The attention is turning this union vote into a referendum not just on working conditions at Amazon’s warehouse in Bessemer, Ala., which employs 5,800, but on the plight of low-wage employees and workers of color in particular, Michael Corkery and Karen Weise report for The New York Times. Many of the employees in the Alabama warehouse are Black, a fact that the union organizers have highlighted in their campaign seeking to link the vote to the struggle for civil rights in the South.
The warehouse workers began voting by mail on Feb. 8 and the ballots are due at the end of this month. A union can form if a majority of the votes cast favor such a move.
Amazon’s countercampaign, both inside the warehouse and on a national stage, has zeroed in on pure economics: that its starting wage is $15 an hour, plus benefits. That is far more than its competitors in Alabama, where the minimum wage is $7.25 an hour.
“It’s important that employees understand the facts of joining a union,” Heather Knox, an Amazon spokeswoman, said in a statement.
The situation is getting testy, with union leaders accusing Amazon of a series of “union-busting” tactics.
The company has posted signs across the warehouse, next to hand sanitizing stations and even in bathroom stalls. It sends regular texts and emails, pointing out the problems with unions. It posts photos of workers in Bessemer on the internal company app saying how much they love Amazon.
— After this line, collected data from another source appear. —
//! Lazily loaded tag catalogues
//!
//! One [`TagIndex`] per language and dataset, fetched on first use. Searches
//! wait for the load; concurrent first searches share a single fetch and a
//! failed fetch is retried by the next call.

use std::collections::HashMap;
use std::sync::{Arc, Mutex, PoisonError};

use log::debug;
use tokio::sync::OnceCell;

use crate::core::downloader::Downloader;
use crate::core::error::{self, Error, Result};
use crate::core::index::{CsvSchema, Language, TagIndex, ValueUsage};
use crate::core::search::{self, SearchResult};
use crate::core::source::{Dataset, SourceConfig};

type Slot = Arc<OnceCell<Arc<TagIndex>>>;

/// Registry of catalogues keyed by language and dataset
pub struct TagCatalog {
    downloader: Downloader,
    schema: CsvSchema,
    slots: Mutex<HashMap<(Language, Dataset), Slot>>,
}

impl TagCatalog {
    /// Catalogues in the simplified CSV layout
    pub fn new(downloader: Downloader) -> Self {
        Self {
            downloader,
            schema: CsvSchema::Simple,
            slots: Mutex::new(HashMap::new()),
        }
    }

    pub fn with_config(config: SourceConfig) -> Self {
        Self::new(Downloader::with_config(config))
    }

    /// Parse fetched catalogues with another CSV layout
    pub fn with_schema(mut self, schema: CsvSchema) -> Self {
        self.schema = schema;
        self
    }

    /// Default language of the underlying configuration
    pub fn default_language(&self) -> Language {
        self.downloader.config().language
    }

    fn slot(&self, language: Language, dataset: Dataset) -> Slot {
        let mut slots = self.slots.lock().unwrap_or_else(PoisonError::into_inner);
        Arc::clone(slots.entry((language, dataset)).or_default())
    }

    /// Register an already built index, skipping the fetch
    pub fn insert(&self, language: Language, dataset: Dataset, index: TagIndex) -> Result<()> {
        self.slot(language, dataset)
            .set(Arc::new(index))
            .map_err(|_| Error::InvalidInput(format!("Catalogue {language}/{dataset:?} is already loaded")))
    }

    pub fn is_loaded(&self, language: Language, dataset: Dataset) -> bool {
        self.slot(language, dataset).initialized()
    }

    /// The index for `language` and `dataset`, loading it if needed
    pub async fn index(&self, language: Language, dataset: Dataset) -> Result<Arc<TagIndex>> {
        let slot = self.slot(language, dataset);
        let index = slot
            .get_or_try_init(|| async {
                let text = self.downloader.fetch_catalogue(language, dataset).await?;
                let index = TagIndex::from_csv(&text, self.schema, language);
                debug!("Catalogue {language}/{dataset:?} ready with {} keys", index.len());
                Ok::<_, Error>(Arc::new(index))
            })
            .await?;
        Ok(Arc::clone(index))
    }

    pub async fn search_keys(&self, language: Language, query: &str, limit: usize) -> Result<Vec<SearchResult>> {
        let index = self.index(language, Dataset::Standard).await?;
        Ok(search::search_keys(&index, query, limit))
    }

    pub async fn search_values(
        &self,
        language: Language,
        query: &str,
        key: Option<&str>,
        limit: usize,
    ) -> Result<Vec<SearchResult>> {
        let index = self.index(language, Dataset::Standard).await?;
        Ok(search::search_values(&index, query, key, limit))
    }

    /// Search the yes/no catalogue
    pub async fn search_boolean_values(
        &self,
        language: Language,
        query: &str,
        key: Option<&str>,
        limit: usize,
    ) -> Result<Vec<SearchResult>> {
        let index = self.index(language, Dataset::YesNo).await?;
        Ok(search::search_boolean_values(&index, query, key, limit))
    }

    pub async fn top_values(&self, language: Language, key: &str, limit: usize) -> Result<Vec<ValueUsage>> {
        let index = self.index(language, Dataset::Standard).await?;
        Ok(index.top_values(key, limit))
    }

    /// Closest indexed key to a possibly misspelled one
    pub async fn suggest_key(&self, language: Language, input: &str) -> Result<Option<String>> {
        let index = self.index(language, Dataset::Standard).await?;
        Ok(error::suggest_key(&index, input))
    }
}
The University of Idaho is one of hundreds of colleges and universities that adopted fever scanners, symptom checkers, wearable heart-rate monitors and other new Covid-screening technologies this school year. Such tools often cost less than a more validated health intervention: frequent virus testing of all students. They also help colleges showcase their pandemic safety efforts.
But so far the fever scanners, which look like airport metal detectors and detect skin temperature, have flagged fewer than 10 people out of the 9,000 students living on or near campus, Natasha Singer and Kellen Browning report for The New York Times. Even then, university administrators could not say whether the technology had been effective because they have not tracked those students to see if they went on to get tested for the virus.
One problem is that temperature scanners and symptom-checking apps cannot catch the estimated 40 percent of people with the coronavirus who do not have symptoms but are still infectious. Temperature scanners can also be wildly inaccurate.
Administrators at Idaho and other universities said their schools were using the new tech, along with policies like social distancing, as part of larger campus efforts to hinder the virus. Some said it was important for their schools to deploy the screening tools even if they were only moderately useful. At the very least, they said, using services like daily symptom-checking apps may reassure students and remind them to be vigilant about other measures, like mask wearing.
Some public health experts said it was understandable that colleges had not methodically assessed the technology’s effectiveness against the coronavirus. After all, they said, schools are unaccustomed to frequently screening their entire campus populations for new infectious diseases.
Even so, some experts said they were troubled that universities lacked important information that might help them make more evidence-based decisions on health screening.
“It’s a massive data vacuum,” said Saskia Popescu, an infectious-disease epidemiologist who is an assistant professor at George Mason University. “The moral of the story is you can’t just invest in this tech without having a validation process behind it.”